According to Professor Xiong Xiang of the Institute of Powder Metallurgy of Central South University's Institute of Powder Metallurgy (IPM), hypersonic flight is defined as a flight speed that is at least 6120 km/h, or 5 times faster than the speed of the sound. With such high speeds, the flight between Beijing and New York could be completed in just 2 hours if the aircraft's key structural components can handle severe air friction as well as hot air impacts of 2000-3000 degrees Celsius. . Central South University has developed ceramic composites and coatings for ultra-high temperatures that provide better protection of the above components. The world's very first synthesis of a single-phase quaternary boron carbide ultra-high-temperature ceramic material has been reported. This coating is a perfect "fusion" between carbon-carbon. The current focus of research in the area of new materials is on the mixed materials of binary compound system. The successful application of materials quaternary to hypersonic will be greatly facilitated by its development.

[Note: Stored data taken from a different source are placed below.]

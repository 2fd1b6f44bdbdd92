//! Prometheus metrics for blog-service.
//!
//! Exposes feed pipeline collectors and an HTTP handler for the `/metrics` endpoint.

use actix_web::HttpResponse;
use prometheus::{Encoder, TextEncoder};

pub mod feed;

/// Actix handler that renders Prometheus metrics in text format.
pub async fn serve_metrics() -> HttpResponse {
    let encoder = TextEncoder::new();
    let metric_families = prometheus::gather();

    let mut buffer = Vec::new();
    if let Err(err) = encoder.encode(&metric_families, &mut buffer) {
        return HttpResponse::InternalServerError().body(err.to_string());
    }

    HttpResponse::Ok()
        .content_type(encoder.format_type())
        .body(buffer)
}
//! Like document schema

use bson::oid::ObjectId;
use serde::{Deserialize, Serialize};

use crate::models::Like;

/// Collection name for likes
pub const LIKE_COLLECTION: &str = "blogpostlikes";

#[derive(Serialize, Deserialize, Clone, Debug)]
pub struct LikeDoc {
    #[serde(rename = "_id")]
    pub id: ObjectId,

    #[serde(rename = "userID")]
    pub user_id: ObjectId,

    #[serde(rename = "postID")]
    pub post_id: ObjectId,
}

impl From<LikeDoc> for Like {
    fn from(doc: LikeDoc) -> Self {
        Like {
            id: doc.id.to_hex(),
            user_id: doc.user_id.to_hex(),
            post_id: doc.post_id.to_hex(),
        }
    }
}
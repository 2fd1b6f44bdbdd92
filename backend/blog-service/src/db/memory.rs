use crate::error::Result;
use crate::models::{Category, Comment, Like, Post, User};

use super::BlogStore;

/// Vector-backed store. Reads return clones in insertion order.
#[derive(Debug, Clone, Default)]
pub struct InMemoryBlogStore {
    pub users: Vec<User>,
    pub posts: Vec<Post>,
    pub comments: Vec<Comment>,
    pub likes: Vec<Like>,
    pub categories: Vec<Category>,
}

impl InMemoryBlogStore {
    pub fn new() -> Self {
        Self::default()
    }

    pub fn with_users(mut self, users: Vec<User>) -> Self {
        self.users = users;
        self
    }

    pub fn with_posts(mut self, posts: Vec<Post>) -> Self {
        self.posts = posts;
        self
    }

    pub fn with_comments(mut self, comments: Vec<Comment>) -> Self {
        self.comments = comments;
        self
    }

    pub fn with_likes(mut self, likes: Vec<Like>) -> Self {
        self.likes = likes;
        self
    }

    pub fn with_categories(mut self, categories: Vec<Category>) -> Self {
        self.categories = categories;
        self
    }
}

#[async_trait::async_trait]
impl BlogStore for InMemoryBlogStore {
    async fn list_users(&self) -> Result<Vec<User>> {
        Ok(self.users.clone())
    }

    async fn list_posts(&self) -> Result<Vec<Post>> {
        Ok(self.posts.clone())
    }

    async fn list_comments(&self) -> Result<Vec<Comment>> {
        Ok(self.comments.clone())
    }

    async fn list_likes(&self) -> Result<Vec<Like>> {
        Ok(self.likes.clone())
    }

    async fn list_categories(&self) -> Result<Vec<Category>> {
        Ok(self.categories.clone())
    }
}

The novel ceramic coated modified carbon/carbon material is composed by a single-phase carbide of zirconium (quarterary), titanium, carbon, and boron. It has a stable carbide-crystal structure. Infiltration of a multiceramic phase is the main method for obtaining it. The ultra high temperature ceramic combines the high-temperature adaptability of carbides and the anti-oxidation property of borides. This makes the coatings, composites and materials exhibit superior ablation and thermal shock resistance. The ceramic oxide can withstand an ultra-high temperature of 3000 degC and has low oxygen diffusion rates, self-healing properties at high temperatures, dense ceramic coatings, and gradient structures. It also exhibits a lower material content than other ceramic systems. Ablation loss rate.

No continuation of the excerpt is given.